__Input material__:
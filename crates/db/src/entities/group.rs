//! Group entity for deliberation communities.

use sea_orm::FromJsonQueryResult;
use sea_orm::entity::prelude::*;
use serde::{Deserialize, Serialize};

/// Permission category governing visibility or invite rights.
#[derive(Debug, Clone, Copy, PartialEq, Eq, EnumIter, DeriveActiveEnum, Serialize, Deserialize)]
#[sea_orm(rs_type = "String", db_type = "String(StringLen::N(32))")]
pub enum PermissionCategory {
    /// Anyone, including non-members.
    #[sea_orm(string_value = "everyone")]
    Everyone,
    /// Members of the group itself.
    #[sea_orm(string_value = "members")]
    Members,
    /// Admins of the group only.
    #[sea_orm(string_value = "admins")]
    Admins,
    /// Members of the group's parent group.
    #[sea_orm(string_value = "parent_group_members")]
    ParentGroupMembers,
}

impl PermissionCategory {
    /// Parse a category from its wire string. Invalid values are rejected
    /// at this boundary, never silently coerced.
    #[must_use]
    pub fn parse(value: &str) -> Option<Self> {
        match value {
            "everyone" => Some(Self::Everyone),
            "members" => Some(Self::Members),
            "admins" => Some(Self::Admins),
            "parent_group_members" => Some(Self::ParentGroupMembers),
            _ => None,
        }
    }

    /// Render the category as its wire string.
    #[must_use]
    pub const fn as_str(self) -> &'static str {
        match self {
            Self::Everyone => "everyone",
            Self::Members => "members",
            Self::Admins => "admins",
            Self::ParentGroupMembers => "parent_group_members",
        }
    }
}

/// Ordered sector tags attached to a group, stored as a JSON array.
#[derive(
    Clone, Debug, Default, PartialEq, Eq, Serialize, Deserialize, FromJsonQueryResult,
)]
pub struct SectorTags(pub Vec<String>);

/// Group entity - a community holding discussions.
///
/// Groups form a strictly two-level hierarchy: a group may have at most one
/// parent, and a parent may never itself have a parent.
#[derive(Clone, Debug, PartialEq, Eq, DeriveEntityModel, Serialize, Deserialize)]
#[sea_orm(table_name = "group")]
pub struct Model {
    #[sea_orm(primary_key, auto_increment = false)]
    pub id: String,

    /// Parent group, if this is a subgroup.
    #[sea_orm(indexed, nullable)]
    pub parent_id: Option<String>,

    /// User who created the group. Immutable.
    #[sea_orm(indexed)]
    pub creator_id: String,

    /// Group name.
    pub name: String,

    /// Group description (optional).
    #[sea_orm(column_type = "Text", nullable)]
    pub description: Option<String>,

    /// Who can see the group.
    pub viewable_by: PermissionCategory,

    /// Who can invite new members.
    pub members_invitable_by: PermissionCategory,

    /// Size limit. Required on root groups, always null on subgroups.
    #[sea_orm(nullable)]
    pub max_size: Option<i32>,

    /// Whether members are barred from contributing content.
    #[sea_orm(default_value = false)]
    pub cannot_contribute: bool,

    /// Own beta-features flag, before parent inheritance.
    #[sea_orm(default_value = false)]
    pub beta_features: bool,

    /// Ordered sector metric tags.
    #[sea_orm(column_type = "JsonBinary")]
    pub sectors_metric: SectorTags,

    /// Number of memberships (denormalized).
    #[sea_orm(default_value = 0)]
    pub memberships_count: i64,

    /// Soft-delete marker. Archived groups are excluded from default queries.
    #[sea_orm(nullable)]
    pub archived_at: Option<DateTimeWithTimeZone>,

    /// When the group was created.
    pub created_at: DateTimeWithTimeZone,

    /// When the group was last updated.
    #[sea_orm(nullable)]
    pub updated_at: Option<DateTimeWithTimeZone>,
}

impl Model {
    /// Whether this group sits at the root of a hierarchy.
    #[must_use]
    pub const fn is_root(&self) -> bool {
        self.parent_id.is_none()
    }

    /// Whether this group has been archived (soft deleted).
    #[must_use]
    pub const fn is_archived(&self) -> bool {
        self.archived_at.is_some()
    }
}

#[derive(Copy, Clone, Debug, EnumIter, DeriveRelation)]
pub enum Relation {
    #[sea_orm(
        belongs_to = "Entity",
        from = "Column::ParentId",
        to = "Column::Id",
        on_delete = "SetNull"
    )]
    Parent,
    #[sea_orm(
        belongs_to = "super::user::Entity",
        from = "Column::CreatorId",
        to = "super::user::Column::Id",
        on_delete = "Cascade"
    )]
    Creator,
    #[sea_orm(has_many = "super::membership::Entity")]
    Memberships,
    #[sea_orm(has_many = "super::discussion::Entity")]
    Discussions,
}

impl Related<super::user::Entity> for Entity {
    fn to() -> RelationDef {
        Relation::Creator.def()
    }
}

impl Related<super::membership::Entity> for Entity {
    fn to() -> RelationDef {
        Relation::Memberships.def()
    }
}

impl Related<super::discussion::Entity> for Entity {
    fn to() -> RelationDef {
        Relation::Discussions.def()
    }
}

impl ActiveModelBehavior for ActiveModel {}

#[cfg(test)]
mod tests {
    use super::*;

    #[test]
    fn test_permission_category_parse() {
        assert_eq!(
            PermissionCategory::parse("everyone"),
            Some(PermissionCategory::Everyone)
        );
        assert_eq!(
            PermissionCategory::parse("parent_group_members"),
            Some(PermissionCategory::ParentGroupMembers)
        );
        assert_eq!(PermissionCategory::parse("public"), None);
        assert_eq!(PermissionCategory::parse(""), None);
    }

    #[test]
    fn test_permission_category_round_trip() {
        for category in [
            PermissionCategory::Everyone,
            PermissionCategory::Members,
            PermissionCategory::Admins,
            PermissionCategory::ParentGroupMembers,
        ] {
            assert_eq!(PermissionCategory::parse(category.as_str()), Some(category));
        }
    }
}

__What is expected__: Return the listing above in its exact form.

__Task solution__:
filename crates/db/src/entities/group.rs
//! Group entity for deliberation communities.

use sea_orm::FromJsonQueryResult;
use sea_orm::entity::prelude::*;
use serde::{Deserialize, Serialize};

/// Permission category governing visibility or invite rights.
#[derive(Debug, Clone, Copy, PartialEq, Eq, EnumIter, DeriveActiveEnum, Serialize, Deserialize)]
#[sea_orm(rs_type = "String", db_type = "String(StringLen::N(32))")]
pub enum PermissionCategory {
    /// Anyone, including non-members.
    #[sea_orm(string_value = "everyone")]
    Everyone,
    /// Members of the group itself.
    #[sea_orm(string_value = "members")]
    Members,
    /// Admins of the group only.
    #[sea_orm(string_value = "admins")]
    Admins,
    /// Members of the group's parent group.
    #[sea_orm(string_value = "parent_group_members")]
    ParentGroupMembers,
}

impl PermissionCategory {
    /// Parse a category from its wire string. Invalid values are rejected
    /// at this boundary, never silently coerced.
    #[must_use]
    pub fn parse(value: &str) -> Option<Self> {
        match value {
            "everyone" => Some(Self::Everyone),
            "members" => Some(Self::Members),
            "admins" => Some(Self::Admins),
            "parent_group_members" => Some(Self::ParentGroupMembers),
            _ => None,
        }
    }

    /// Render the category as its wire string.
    #[must_use]
    pub const fn as_str(self) -> &'static str {
        match self {
            Self::Everyone => "everyone",
            Self::Members => "members",
            Self::Admins => "admins",
            Self::ParentGroupMembers => "parent_group_members",
        }
    }
}

/// Ordered sector tags attached to a group, stored as a JSON array.
#[derive(
    Clone, Debug, Default, PartialEq, Eq, Serialize, Deserialize, FromJsonQueryResult,
)]
pub struct SectorTags(pub Vec<String>);

/// Group entity - a community holding discussions.
///
/// Groups form a strictly two-level hierarchy: a group may have at most one
/// parent, and a parent may never itself have a parent.
#[derive(Clone, Debug, PartialEq, Eq, DeriveEntityModel, Serialize, Deserialize)]
#[sea_orm(table_name = "group")]
pub struct Model {
    #[sea_orm(primary_key, auto_increment = false)]
    pub id: String,

    /// Parent group, if this is a subgroup.
    #[sea_orm(indexed, nullable)]
    pub parent_id: Option<String>,

    /// User who created the group. Immutable.
    #[sea_orm(indexed)]
    pub creator_id: String,

    /// Group name.
    pub name: String,

    /// Group description (optional).
    #[sea_orm(column_type = "Text", nullable)]
    pub description: Option<String>,

    /// Who can see the group.
    pub viewable_by: PermissionCategory,

    /// Who can invite new members.
    pub members_invitable_by: PermissionCategory,

    /// Size limit. Required on root groups, always null on subgroups.
    #[sea_orm(nullable)]
    pub max_size: Option<i32>,

    /// Whether members are barred from contributing content.
    #[sea_orm(default_value = false)]
    pub cannot_contribute: bool,

    /// Own beta-features flag, before parent inheritance.
    #[sea_orm(default_value = false)]
    pub beta_features: bool,

    /// Ordered sector metric tags.
    #[sea_orm(column_type = "JsonBinary")]
    pub sectors_metric: SectorTags,

    /// Number of memberships (denormalized).
    #[sea_orm(default_value = 0)]
    pub memberships_count: i64,

    /// Soft-delete marker. Archived groups are excluded from default queries.
    #[sea_orm(nullable)]
    pub archived_at: Option<DateTimeWithTimeZone>,

    /// When the group was created.
    pub created_at: DateTimeWithTimeZone,

    /// When the group was last updated.
    #[sea_orm(nullable)]
    pub updated_at: Option<DateTimeWithTimeZone>,
}

impl Model {
    /// Whether this group sits at the root of a hierarchy.
    #[must_use]
    pub const fn is_root(&self) -> bool {
        self.parent_id.is_none()
    }

    /// Whether this group has been archived (soft deleted).
    #[must_use]
    pub const fn is_archived(&self) -> bool {
        self.archived_at.is_some()
    }
}

#[derive(Copy, Clone, Debug, EnumIter, DeriveRelation)]
pub enum Relation {
    #[sea_orm(
        belongs_to = "Entity",
        from = "Column::ParentId",
        to = "Column::Id",
        on_delete = "SetNull"
    )]
    Parent,
    #[sea_orm(
        belongs_to = "super::user::Entity",
        from = "Column::CreatorId",
        to = "super::user::Column::Id",
        on_delete = "Cascade"
    )]
    Creator,
    #[sea_orm(has_many = "super::membership::Entity")]
    Memberships,
    #[sea_orm(has_many = "super::discussion::Entity")]
    Discussions,
}

impl Related<super::user::Entity> for Entity {
    fn to() -> RelationDef {
        Relation::Creator.def()
    }
}

impl Related<super::membership::Entity> for Entity {
    fn to() -> RelationDef {
        Relation::Memberships.def()
    }
}

impl Related<super::discussion::Entity> for Entity {
    fn to() -> RelationDef {
        Relation::Discussions.def()
    }
}

impl ActiveModelBehavior for ActiveModel {}

#[cfg(test)]
mod tests {
    use super::*;

    #[test]
    fn test_permission_category_parse() {
        assert_eq!(
            PermissionCategory::parse("everyone"),
            Some(PermissionCategory::Everyone)
        );
        assert_eq!(
            PermissionCategory::parse("parent_group_members"),
            Some(PermissionCategory::ParentGroupMembers)
        );
        assert_eq!(PermissionCategory::parse("public"), None);
        assert_eq!(PermissionCategory::parse(""), None);
    }

    #[test]
    fn test_permission_category_round_trip() {
        for category in [
            PermissionCategory::Everyone,
            PermissionCategory::Members,
            PermissionCategory::Admins,
            PermissionCategory::ParentGroupMembers,
        ] {
            assert_eq!(PermissionCategory::parse(category.as_str()), Some(category));
        }
    }
}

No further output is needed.